一方、振幅検出回路12は送信信号の振幅を検出している。
【0017】
さて、ICカード3をリーダライタ1に接近すると、ICカード3がCPU4からのポーリングに対して応答するので、CPU4は、その応答に基づいてICカード3が通信エリアに位置したことを検出することができる(S4:YES)。このようにリーダライタ1とICカード3とが通信状態となったときは、送信信号の変調度は、ICカード3のインピーダンスの影響を受けた値となる。
【0018】
そして、CPU4は、ICカード3の存在を検出したときは、振幅検出回路12が検出した振幅に基づいて変調度を算出する(S6)。つまり、図4に示すように送信信号の最大振幅V1と最小振幅V2とから、(V1−V2)/(V1+V2)より変調度を求めるのである。尚、このテストモード時は、図5に示すように周波数が小さな変調信号で変調された送信信号の変調度を求めていることになる。
【0019】
このようにして求めた変調度が規格範囲(8〜14%)である場合には(S7:YES)、送信符号生成回路5から変調信号を生成してICカード3との通信を実行する(S9)。つまり、CPU4は、送信符号を送信符号生成回路5に出力するので、送信符号生成回路5からは所定周波数の変調信号が論理和回路6を通じて変調信号発生回路7に出力される。これにより、搬送波が変調信号により変調されるので、所定の変調度の送信信号としてアンテナ11から送信され(図4参照)、ICカード3と正常に通信することができる。
【0020】
一方、変調度が規定範囲を外れた場合は(S8:NO)、変調度変更回路13に対して変調度を変更するように指示する(S8)。この場合、変調度が規定範囲を上回っているのか、下回っているのかにより、変調度を低下させるのか、高めるのかを決定することができ、それに基づいて送信信号の変調度を適切に変更することができる。これにより、変調信号発生回路7により変調度が適切となるように変更されるので、ステップS5に移行することにより振幅を検出すると共に、その振幅に基づいて変調度を算出し(S6)、変調度が規定範囲かを再度判断し(S7)、その判断結果に応じて上述のように通常の通信を実行したり、変調度を変更したりする。
【0021】
このような実施例によれば、ICカード3に対する送信信号の変調度が規定範囲から外れている場合は、変調度を変更することにより変調度が規定範囲となるようにしたので、ICカード3と正常に通信することができる。従って、ICカード3は、リーダライタ1からの送信信号を確実に受信することができる。

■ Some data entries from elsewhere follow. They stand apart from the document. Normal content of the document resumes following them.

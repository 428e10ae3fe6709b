// file: src/config.rs
// description: application configuration management with toml support
// reference: https://docs.rs/config

use crate::error::{PipelineError, Result};
use crate::models::stage::Stage;
use crate::provider::GenerationConfig;
use crate::provider::groq::DEFAULT_BASE_URL;
use dotenvy::dotenv;
use serde::{Deserialize, Serialize};
use std::path::{Path, PathBuf};

#[derive(Debug, Clone, Default, Deserialize, Serialize)]
pub struct Config {
    #[serde(default)]
    pub provider: ProviderConfig,
    #[serde(default)]
    pub models: ModelRoster,
    #[serde(default)]
    pub pipeline: PipelineConfig,
    #[serde(default)]
    pub output: OutputConfig,
    #[serde(default)]
    pub review: ReviewConfig,
}

#[derive(Debug, Clone, Deserialize, Serialize)]
pub struct ProviderConfig {
    pub base_url: String,
    pub api_key: Option<String>,
}

impl Default for ProviderConfig {
    fn default() -> Self {
        Self {
            base_url: DEFAULT_BASE_URL.to_string(),
            api_key: None,
        }
    }
}

/// Model and temperature per stage. The roster mirrors how the stages pull
/// in different directions: creative generation runs hot, review runs cold.
#[derive(Debug, Clone, Deserialize, Serialize)]
pub struct ModelRoster {
    pub planner: GenerationConfig,
    pub creator: GenerationConfig,
    pub bugfix: GenerationConfig,
    pub student_interaction: GenerationConfig,
    pub incorporate_feedback: GenerationConfig,
    pub review: GenerationConfig,
}

impl Default for ModelRoster {
    fn default() -> Self {
        Self {
            planner: GenerationConfig::new("llama-3.3-70b-versatile", 0.3),
            creator: GenerationConfig::new("llama-3.3-70b-versatile", 0.7),
            bugfix: GenerationConfig::new("openai/gpt-oss-20b", 0.2),
            student_interaction: GenerationConfig::new("openai/gpt-oss-20b", 0.6),
            incorporate_feedback: GenerationConfig::new("openai/gpt-oss-20b", 0.2),
            review: GenerationConfig::new("qwen/qwen3-32b", 0.1),
        }
    }
}

impl ModelRoster {
    pub fn for_stage(&self, stage: Stage) -> GenerationConfig {
        match stage {
            Stage::Planner => self.planner.clone(),
            Stage::Creator => self.creator.clone(),
            Stage::Bugfix => self.bugfix.clone(),
            Stage::StudentInteraction => self.student_interaction.clone(),
            Stage::IncorporateFeedback => self.incorporate_feedback.clone(),
            Stage::Review => self.review.clone(),
        }
    }
}

#[derive(Debug, Clone, Deserialize, Serialize)]
pub struct PipelineConfig {
    pub save_intermediates: bool,
    pub snippet_limit: usize,
}

impl Default for PipelineConfig {
    fn default() -> Self {
        Self {
            save_intermediates: true,
            snippet_limit: 300,
        }
    }
}

#[derive(Debug, Clone, Deserialize, Serialize)]
pub struct OutputConfig {
    pub root: PathBuf,
}

impl Default for OutputConfig {
    fn default() -> Self {
        Self {
            root: PathBuf::from("./output"),
        }
    }
}

#[derive(Debug, Clone, Deserialize, Serialize)]
pub struct ReviewConfig {
    pub score_floor: f64,
    pub mean_floor: f64,
}

impl Default for ReviewConfig {
    fn default() -> Self {
        Self {
            score_floor: 3.0,
            mean_floor: 4.0,
        }
    }
}

impl Config {
    pub fn load(path: Option<&Path>) -> Result<Self> {
        dotenv().ok();

        let mut builder = config::Config::builder();

        if let Some(path) = path {
            builder = builder.add_source(config::File::from(path));
        } else {
            builder = builder.add_source(config::File::from(Path::new("config/default.toml")));
        }

        builder = builder.add_source(
            config::Environment::with_prefix("SIM_GENERATE")
                .separator("__")
                .try_parsing(true),
        );

        let settings = builder
            .build()
            .map_err(|e| PipelineError::Config(e.to_string()))?;

        let mut config: Config = settings
            .try_deserialize()
            .map_err(|e| PipelineError::Config(e.to_string()))?;

        if config.provider.api_key.is_none() {
            config.provider.api_key = std::env::var("GROQ_API_KEY").ok();
        }

        config.validate()?;
        Ok(config)
    }

    pub fn default_config() -> Self {
        Self::default()
    }

    fn validate(&self) -> Result<()> {
        if !self.provider.base_url.starts_with("http://")
            && !self.provider.base_url.starts_with("https://")
        {
            return Err(PipelineError::Config(format!(
                "provider base_url must be an http(s) URL, got {}",
                self.provider.base_url
            )));
        }

        if self.pipeline.snippet_limit == 0 {
            return Err(PipelineError::Config(
                "snippet_limit must be greater than 0".to_string(),
            ));
        }

        if self.review.score_floor > self.review.mean_floor {
            return Err(PipelineError::Config(
                "review score_floor cannot exceed mean_floor".to_string(),
            ));
        }

        Ok(())
    }
}

#[cfg(test)]
mod tests {
    use super::*;

    #[test]
    fn test_default_config_is_valid() {
        let config = Config::default_config();
        assert!(config.validate().is_ok());
        assert!(config.pipeline.save_intermediates);
        assert_eq!(config.review.score_floor, 3.0);
    }

    #[test]
    fn test_roster_covers_every_stage() {
        let roster = ModelRoster::default();
        for stage in Stage::SEQUENCE {
            assert!(!roster.for_stage(stage).model.is_empty());
        }
    }

    #[test]
    fn test_validate_rejects_bad_base_url() {
        let mut config = Config::default_config();
        config.provider.base_url = "ftp://example.com".to_string();
        assert!(config.validate().is_err());
    }

    #[test]
    fn test_validate_rejects_zero_snippet_limit() {
        let mut config = Config::default_config();
        config.pipeline.snippet_limit = 0;
        assert!(config.validate().is_err());
    }

    #[test]
    fn test_validate_rejects_inverted_review_floors() {
        let mut config = Config::default_config();
        config.review.score_floor = 4.5;
        assert!(config.validate().is_err());
    }
}
// file: src/models/mod.rs
// description: data model module exports
// reference: internal module organization

pub mod payload;
pub mod spec;
pub mod stage;
pub mod state;
pub mod verdict;

pub use payload::{ExpectedShape, ExtractedPayload, RawModelResponse, ResponsePart};
pub use spec::ConceptSpec;
pub use stage::{Stage, StageOutcome, StageResult};
pub use state::{PipelineState, RunStatus};
pub use verdict::{ApprovalPolicy, Verdict};
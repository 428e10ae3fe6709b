// file: src/models/payload.rs
// description: raw provider responses and the tagged extraction payload
// reference: internal data structures

use serde::{Deserialize, Serialize};
use serde_json::{Map, Value};

/// One element of a multi-part provider response. Providers that stream or
/// mix modalities return a list of parts; only text parts carry content we
/// care about, everything else is rendered through its JSON string form.
#[derive(Debug, Clone, Serialize, Deserialize)]
#[serde(untagged)]
pub enum ResponsePart {
    Text { text: String },
    Data(Value),
}

/// Opaque text returned by a completion provider for one invocation.
#[derive(Debug, Clone, Serialize, Deserialize)]
#[serde(untagged)]
pub enum RawModelResponse {
    Text(String),
    Parts(Vec<ResponsePart>),
}

impl RawModelResponse {
    /// Collapse the response into a single string.
    pub fn flatten(&self) -> String {
        match self {
            RawModelResponse::Text(text) => text.clone(),
            RawModelResponse::Parts(parts) => parts
                .iter()
                .map(|part| match part {
                    ResponsePart::Text { text } => text.clone(),
                    ResponsePart::Data(value) => value.to_string(),
                })
                .collect(),
        }
    }
}

impl From<String> for RawModelResponse {
    fn from(text: String) -> Self {
        RawModelResponse::Text(text)
    }
}

impl From<&str> for RawModelResponse {
    fn from(text: &str) -> Self {
        RawModelResponse::Text(text.to_string())
    }
}

/// The shape a stage expects its response to take.
#[derive(Debug, Clone, Copy, PartialEq, Eq, Serialize, Deserialize)]
pub enum ExpectedShape {
    Structured,
    Document,
}

/// Result of one extraction attempt. Exactly one variant per attempt,
/// never a hybrid.
#[derive(Debug, Clone, PartialEq, Serialize, Deserialize)]
pub enum ExtractedPayload {
    /// A parsed JSON object.
    Structured(Map<String, Value>),
    /// Text assumed to be an HTML document.
    Document(String),
}

impl ExtractedPayload {
    pub fn as_structured(&self) -> Option<&Map<String, Value>> {
        match self {
            ExtractedPayload::Structured(map) => Some(map),
            ExtractedPayload::Document(_) => None,
        }
    }

    pub fn as_document(&self) -> Option<&str> {
        match self {
            ExtractedPayload::Document(text) => Some(text),
            ExtractedPayload::Structured(_) => None,
        }
    }

    /// String-typed field of a structured payload, `None` for anything else.
    /// Absent fields default at the call site; looking one up never panics.
    pub fn str_field(&self, key: &str) -> Option<&str> {
        self.as_structured()?.get(key)?.as_str()
    }

    pub fn bool_field(&self, key: &str) -> Option<bool> {
        self.as_structured()?.get(key)?.as_bool()
    }

    pub fn to_value(&self) -> Value {
        match self {
            ExtractedPayload::Structured(map) => Value::Object(map.clone()),
            ExtractedPayload::Document(text) => Value::String(text.clone()),
        }
    }
}

#[cfg(test)]
mod tests {
    use super::*;
    use serde_json::json;

    #[test]
    fn test_flatten_text() {
        let raw = RawModelResponse::Text("hello".to_string());
        assert_eq!(raw.flatten(), "hello");
    }

    #[test]
    fn test_flatten_parts_joins_text_and_renders_data() {
        let raw = RawModelResponse::Parts(vec![
            ResponsePart::Text {
                text: "{\"a\":".to_string(),
            },
            ResponsePart::Text {
                text: " 1}".to_string(),
            },
        ]);
        assert_eq!(raw.flatten(), "{\"a\": 1}");

        let mixed = RawModelResponse::Parts(vec![ResponsePart::Data(json!(42))]);
        assert_eq!(mixed.flatten(), "42");
    }

    #[test]
    fn test_str_field_on_structured() {
        let mut map = Map::new();
        map.insert("index.html".to_string(), json!("<html></html>"));
        let payload = ExtractedPayload::Structured(map);

        assert_eq!(payload.str_field("index.html"), Some("<html></html>"));
        assert_eq!(payload.str_field("missing"), None);
    }

    #[test]
    fn test_str_field_on_document_is_none() {
        let payload = ExtractedPayload::Document("<html></html>".to_string());
        assert_eq!(payload.str_field("index.html"), None);
        assert_eq!(payload.as_document(), Some("<html></html>"));
    }
}
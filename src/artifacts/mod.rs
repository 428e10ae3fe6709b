// file: src/artifacts/mod.rs
// description: append-only per-run artifact storage with manifest
// reference: internal persistence layer

use crate::error::Result;
use crate::models::stage::Stage;
use chrono::Local;
use serde::Serialize;
use sha2::{Digest, Sha256};
use std::fs;
use std::path::{Path, PathBuf};
use tracing::info;
use uuid::Uuid;

/// Durable store for one generation run. Each run writes into its own
/// uniquely named directory (timestamp plus short random suffix, so
/// concurrent runs never collide), and every stage leaves at least one
/// file behind, success or not.
#[derive(Debug)]
pub struct ArtifactStore {
    run_dir: PathBuf,
    files: Vec<String>,
}

/// Index of everything one run wrote, persisted as `manifest.json`.
#[derive(Debug, Serialize)]
pub struct RunManifest {
    pub created_at: String,
    pub concept: String,
    pub approved: bool,
    pub iterations: u32,
    pub final_html_sha256: String,
    pub files: Vec<String>,
}

impl ArtifactStore {
    pub fn create(root: &Path, concept: &str) -> Result<Self> {
        let timestamp = Local::now().format("%Y-%m-%d_%H-%M-%S");
        let suffix = Uuid::new_v4().simple().to_string();
        let folder = format!(
            "{}_{}_{}",
            timestamp,
            &suffix[..8],
            sanitize_filename(concept)
        );

        let run_dir = root.join(folder);
        fs::create_dir_all(&run_dir)?;

        info!("run artifacts will be saved to {}", run_dir.display());

        Ok(Self {
            run_dir,
            files: Vec::new(),
        })
    }

    pub fn run_dir(&self) -> &Path {
        &self.run_dir
    }

    pub fn files(&self) -> &[String] {
        &self.files
    }

    /// Stage artifact named `<order>_<stage>_<role>.<ext>`.
    pub fn save_stage_text(
        &mut self,
        stage: Stage,
        role: &str,
        ext: &str,
        content: &str,
    ) -> Result<PathBuf> {
        let name = format!("{}_{}_{}.{}", stage.order(), stage.name(), role, ext);
        self.save_named(&name, content)
    }

    pub fn save_stage_json(
        &mut self,
        stage: Stage,
        role: &str,
        value: &serde_json::Value,
    ) -> Result<PathBuf> {
        let rendered = serde_json::to_string_pretty(value)?;
        let name = format!("{}_{}_{}.json", stage.order(), stage.name(), role);
        self.save_named(&name, &rendered)
    }

    /// Run-level file with a caller-chosen name (spec copy, final HTML,
    /// verdict).
    pub fn save_named(&mut self, name: &str, content: &str) -> Result<PathBuf> {
        let path = self.run_dir.join(name);
        fs::write(&path, content)?;
        self.files.push(name.to_string());
        Ok(path)
    }

    pub fn write_manifest(
        &mut self,
        concept: &str,
        approved: bool,
        iterations: u32,
        final_html: &str,
    ) -> Result<PathBuf> {
        let manifest = RunManifest {
            created_at: Local::now().to_rfc3339(),
            concept: concept.to_string(),
            approved,
            iterations,
            final_html_sha256: compute_hash(final_html),
            files: self.files.clone(),
        };

        let path = self.run_dir.join("manifest.json");
        fs::write(&path, serde_json::to_string_pretty(&manifest)?)?;
        Ok(path)
    }
}

fn compute_hash(content: &str) -> String {
    let mut hasher = Sha256::new();
    hasher.update(content.as_bytes());
    format!("{:x}", hasher.finalize())
}

/// Reduce a concept name to a filename-safe token: keep word characters,
/// collapse whitespace and underscores, cap at 50 characters.
pub fn sanitize_filename(name: &str) -> String {
    let filtered: String = name
        .chars()
        .filter(|c| c.is_alphanumeric() || c.is_whitespace() || *c == '-' || *c == '_')
        .collect();

    let mut collapsed = String::new();
    let mut previous_was_separator = false;
    for c in filtered.chars() {
        if c.is_whitespace() || c == '_' {
            if !previous_was_separator {
                collapsed.push('_');
                previous_was_separator = true;
            }
        } else {
            collapsed.push(c);
            previous_was_separator = false;
        }
    }

    let trimmed: String = collapsed.trim_matches('_').chars().take(50).collect();

    if trimmed.is_empty() {
        "Unknown".to_string()
    } else {
        trimmed
    }
}
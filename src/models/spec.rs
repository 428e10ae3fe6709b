// file: src/models/spec.rs
// description: concept specification loading with tolerant key access
// reference: internal data structures

use crate::error::{PipelineError, Result};
use serde_json::{Map, Value};
use std::fs;
use std::path::Path;

/// A free-form JSON document describing an educational concept. No schema
/// is enforced beyond "well-formed JSON object"; key lookup tolerates the
/// capitalization variants seen in real spec files.
#[derive(Debug, Clone, PartialEq)]
pub struct ConceptSpec {
    fields: Map<String, Value>,
}

impl ConceptSpec {
    /// Load a spec from disk. This is the only operation in a run allowed
    /// to fail fatally.
    pub fn load(path: &Path) -> Result<Self> {
        let content = fs::read_to_string(path).map_err(|e| {
            PipelineError::SpecLoad(format!("cannot read {}: {}", path.display(), e))
        })?;

        Self::from_json(&content)
            .map_err(|e| PipelineError::SpecLoad(format!("{}: {}", path.display(), e)))
    }

    pub fn from_json(content: &str) -> std::result::Result<Self, serde_json::Error> {
        let value: Value = serde_json::from_str(content)?;
        match value {
            Value::Object(fields) => Ok(Self { fields }),
            other => Err(serde::de::Error::custom(format!(
                "spec root must be a JSON object, got {}",
                match other {
                    Value::Array(_) => "an array",
                    Value::String(_) => "a string",
                    Value::Number(_) => "a number",
                    Value::Bool(_) => "a boolean",
                    _ => "null",
                }
            ))),
        }
    }

    pub fn from_fields(fields: Map<String, Value>) -> Self {
        Self { fields }
    }

    fn get_str(&self, keys: &[&str]) -> Option<&str> {
        keys.iter()
            .find_map(|key| self.fields.get(*key).and_then(Value::as_str))
    }

    /// Concept name, defaulting like the generation prompts expect.
    pub fn concept(&self) -> &str {
        self.get_str(&["Concept", "concept", "Title", "title"])
            .unwrap_or("Unknown Concept")
    }

    pub fn description(&self) -> Option<&str> {
        self.get_str(&["Description", "description"])
    }

    pub fn fields(&self) -> &Map<String, Value> {
        &self.fields
    }

    pub fn to_pretty_json(&self) -> String {
        serde_json::to_string_pretty(&Value::Object(self.fields.clone()))
            .unwrap_or_else(|_| "{}".to_string())
    }
}
// file: src/provider/groq.rs
// description: Groq chat-completions client over the OpenAI-compatible API
// reference: https://console.groq.com/docs/api-reference

use crate::error::{PipelineError, Result};
use crate::models::payload::RawModelResponse;
use crate::provider::{CompletionProvider, CompletionRequest};
use async_trait::async_trait;
use reqwest::Client;
use serde::{Deserialize, Serialize};
use tracing::debug;

pub const DEFAULT_BASE_URL: &str = "https://api.groq.com/openai/v1";

#[derive(Debug, Serialize)]
struct ChatRequest {
    model: String,
    temperature: f64,
    messages: Vec<ChatMessage>,
}

#[derive(Debug, Serialize, Deserialize)]
struct ChatMessage {
    role: String,
    content: String,
}

#[derive(Debug, Deserialize)]
struct ChatResponse {
    choices: Vec<ChatChoice>,
}

#[derive(Debug, Deserialize)]
struct ChatChoice {
    message: ChatMessage,
}

pub struct GroqChatClient {
    client: Client,
    api_key: String,
    base_url: String,
}

impl GroqChatClient {
    pub fn new(api_key: String, base_url: String) -> Self {
        Self {
            client: Client::new(),
            api_key,
            base_url,
        }
    }

    fn completions_url(&self) -> String {
        format!("{}/chat/completions", self.base_url.trim_end_matches('/'))
    }
}

#[async_trait]
impl CompletionProvider for GroqChatClient {
    async fn invoke(&self, request: &CompletionRequest) -> Result<RawModelResponse> {
        let body = ChatRequest {
            model: request.generation.model.clone(),
            temperature: request.generation.temperature,
            messages: vec![ChatMessage {
                role: "user".to_string(),
                content: request.prompt.clone(),
            }],
        };

        debug!(
            "requesting completion from {} ({} prompt chars)",
            body.model,
            request.prompt.len()
        );

        let response = self
            .client
            .post(self.completions_url())
            .header("Authorization", format!("Bearer {}", self.api_key))
            .header("Content-Type", "application/json")
            .json(&body)
            .send()
            .await
            .map_err(|e| PipelineError::Invocation(format!("failed to send request: {}", e)))?;

        if !response.status().is_success() {
            let status = response.status();
            let error_text = response
                .text()
                .await
                .unwrap_or_else(|_| "Unknown error".to_string());
            return Err(PipelineError::Invocation(format!(
                "request failed with status {}: {}",
                status, error_text
            )));
        }

        let completion: ChatResponse = response
            .json()
            .await
            .map_err(|e| PipelineError::Invocation(format!("failed to parse response: {}", e)))?;

        match completion.choices.into_iter().next() {
            Some(choice) => {
                debug!("received {} completion chars", choice.message.content.len());
                Ok(RawModelResponse::Text(choice.message.content))
            }
            None => Err(PipelineError::Invocation(
                "no choices returned by completion endpoint".to_string(),
            )),
        }
    }
}
// file: src/prompts/mod.rs
// description: stage prompt templates for the simulation generation pipeline
// reference: internal prompt library

/// Substitute `{key}` placeholders in a template.
fn render(template: &str, values: &[(&str, &str)]) -> String {
    let mut result = template.to_string();
    for (key, value) in values {
        let placeholder = format!("{{{}}}", key);
        result = result.replace(&placeholder, value);
    }
    result
}

const PLANNER_TEMPLATE: &str = r#"You are the Simulation Planner Agent.
Convert the learning topic into a complete simulation blueprint for a CBSE Class 7 student (moderate difficulty, mobile-first).

Input spec JSON:
{spec_json}

Instructions:
- Follow everything in the spec.
- Keep the plan focused on visuals: less text, more graphics.
- Make the simulation engaging and interactive.

Produce a JSON blueprint containing:
1. learning_objectives (3-5)
2. key_concepts
3. variables_to_simulate (max 4)
4. user_interactions (sliders, buttons, drag; assume the simplest HTML controls)
5. simulation_logic (step-by-step behaviour)
6. mobile_ui_plan (vertical layout)
7. misconceptions_to_address
8. text_instructions_for_students (simple English)
9. file_target: "single_file_html"
10. safety_constraints

CRITICAL: Output ONLY valid JSON with NO markdown code blocks, NO extra text, NO commentary.
"#;

const CREATOR_TEMPLATE: &str = r#"You are the HTML Simulation Generator Agent.

Original spec JSON:
{spec_json}

Blueprint:
{plan}

Task:
- Produce a COMPLETE, RUNNABLE single-file HTML document implementing the blueprint.
- Use inline styles and inline scripts for all functionality; no external resources or CDNs.
- Include the viewport meta tag: <meta name="viewport" content="width=device-width, initial-scale=1.0">
- Keep all text at a 7th-grade reading level.
- Implement actual visuals and interactions (SVG graphics, color changes, animations); no placeholders.
- For each variable, create a working control (slider or button) with immediate visual feedback.
- Ensure touch targets are at least 44px.

CRITICAL OUTPUT FORMAT:
- Output the raw HTML document, starting with <!DOCTYPE html>.
- NO markdown code blocks, NO commentary, do NOT echo the spec or blueprint.
"#;

const BUGFIX_TEMPLATE: &str = r#"You are the Bug-Fix Agent.

Input HTML content:
{html}

Task:
- Fix structural HTML errors and broken element references.
- Add the viewport meta tag if it is absent.
- Fix mobile-responsiveness problems (fixed large widths, horizontal overflow).
- Fix JavaScript syntax errors.
- Ensure touch targets are at least 44px.
- Keep the file self-contained (no external resources).

CRITICAL OUTPUT FORMAT:
You MUST output in this EXACT format:

{
  "fixed": true,
  "index.html": "<!DOCTYPE html>...",
  "explanations": ["fix 1", "fix 2"]
}

- Output ONLY valid JSON, NO markdown code blocks, NO commentary.
- The entire corrected HTML document must be in the "index.html" property.
"#;

const STUDENT_INTERACTION_TEMPLATE: &str = r#"You are the Student Interaction Agent for CBSE Class 7.

Original spec JSON:
{spec_json}

Blueprint:
{plan}

Produce JSON with student questions and guidance.

CRITICAL OUTPUT FORMAT:
{
  "intro": "2-3 line friendly intro",
  "questions": [
    {
      "question": "...",
      "type": "mcq",
      "options": ["A) ...", "B) ...", "C) ...", "D) ..."],
      "hint": "...",
      "correct_index": 0
    }
  ],
  "followups": ["suggestion 1", "suggestion 2"],
  "summary": "Short learning summary"
}

Requirements:
- Tone: encouraging and age-appropriate, 7th-grade reading level.
- Do NOT reveal correct answers in the question text.
- Output ONLY valid JSON, NO markdown blocks, NO commentary.
"#;

const INCORPORATE_FEEDBACK_TEMPLATE: &str = r#"You are the Simulation Improvement Agent.

Input HTML:
{html}

Feedback:
{feedback_text}

Task:
Apply improvements based on the feedback while keeping the file self-contained and mobile-first.

CRITICAL OUTPUT FORMAT:
{
  "index.html": "<!DOCTYPE html>...",
  "changes_made": ["change 1", "change 2"]
}

- Output ONLY valid JSON, NO markdown code blocks, NO commentary.
"#;

const REVIEW_TEMPLATE: &str = r#"You are the Review Agent for CBSE Class 7 simulations.

Input HTML:
{html}

Evaluate on these criteria (0-5 scale):
1. Pedagogical clarity
2. Conceptual correctness
3. Mobile responsiveness
4. Interactivity quality
5. Code reliability
6. Safety and age appropriateness

CRITICAL OUTPUT FORMAT:
{
  "scores": {
    "pedagogical_clarity": 0,
    "conceptual_correctness": 0,
    "mobile_responsiveness": 0,
    "interactivity_quality": 0,
    "code_reliability": 0,
    "safety_age_appropriateness": 0
  },
  "pass": true,
  "required_changes": ["change 1", "change 2"]
}

Pass criteria: all scores >= 3 and average >= 4.

- Output ONLY valid JSON, NO markdown code blocks, NO commentary.
"#;

pub fn planner(spec_json: &str) -> String {
    render(PLANNER_TEMPLATE, &[("spec_json", spec_json)])
}

pub fn creator(spec_json: &str, plan: &str) -> String {
    render(CREATOR_TEMPLATE, &[("spec_json", spec_json), ("plan", plan)])
}

pub fn bugfix(html: &str) -> String {
    render(BUGFIX_TEMPLATE, &[("html", html)])
}

pub fn student_interaction(spec_json: &str, plan: &str) -> String {
    render(
        STUDENT_INTERACTION_TEMPLATE,
        &[("spec_json", spec_json), ("plan", plan)],
    )
}

pub fn incorporate_feedback(html: &str, feedback_text: &str) -> String {
    render(
        INCORPORATE_FEEDBACK_TEMPLATE,
        &[("html", html), ("feedback_text", feedback_text)],
    )
}

pub fn review(html: &str) -> String {
    render(REVIEW_TEMPLATE, &[("html", html)])
}

#[cfg(test)]
mod tests {
    use super::*;

    #[test]
    fn test_placeholders_are_substituted() {
        let prompt = planner("{\"Concept\": \"Heat\"}");
        assert!(prompt.contains("\"Concept\": \"Heat\""));
        assert!(!prompt.contains("{spec_json}"));
    }

    #[test]
    fn test_creator_receives_both_inputs() {
        let prompt = creator("SPEC-MARKER", "PLAN-MARKER");
        assert!(prompt.contains("SPEC-MARKER"));
        assert!(prompt.contains("PLAN-MARKER"));
    }

    #[test]
    fn test_feedback_prompt() {
        let prompt = incorporate_feedback("<html></html>", "make the slider bigger");
        assert!(prompt.contains("<html></html>"));
        assert!(prompt.contains("make the slider bigger"));
        assert!(!prompt.contains("{feedback_text}"));
    }

    #[test]
    fn test_literal_braces_survive_rendering() {
        // the JSON format examples inside templates are not placeholders
        // and must come through intact
        let prompt = review("<html></html>");
        assert!(prompt.contains("\"pass\": true"));
        assert!(!prompt.contains("{html}"));
    }
}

しかも、送信信号の変調度を検出する場合は、通常の送信符号の周波数よりも小さな周波数で搬送波を変調するようにしたので、CPU4の検出能力が低くとも、送信信号の振幅を確実に検出することができる。
【0022】
本発明は、上記実施例に限定されることなく、次のように変形または拡張できる。
上記実施例では、CPU4によりテスト用の送信符号を出力するのに代えて、テスト用の送信符号を出力する送信符号生成回路を設けるようにしてもよい。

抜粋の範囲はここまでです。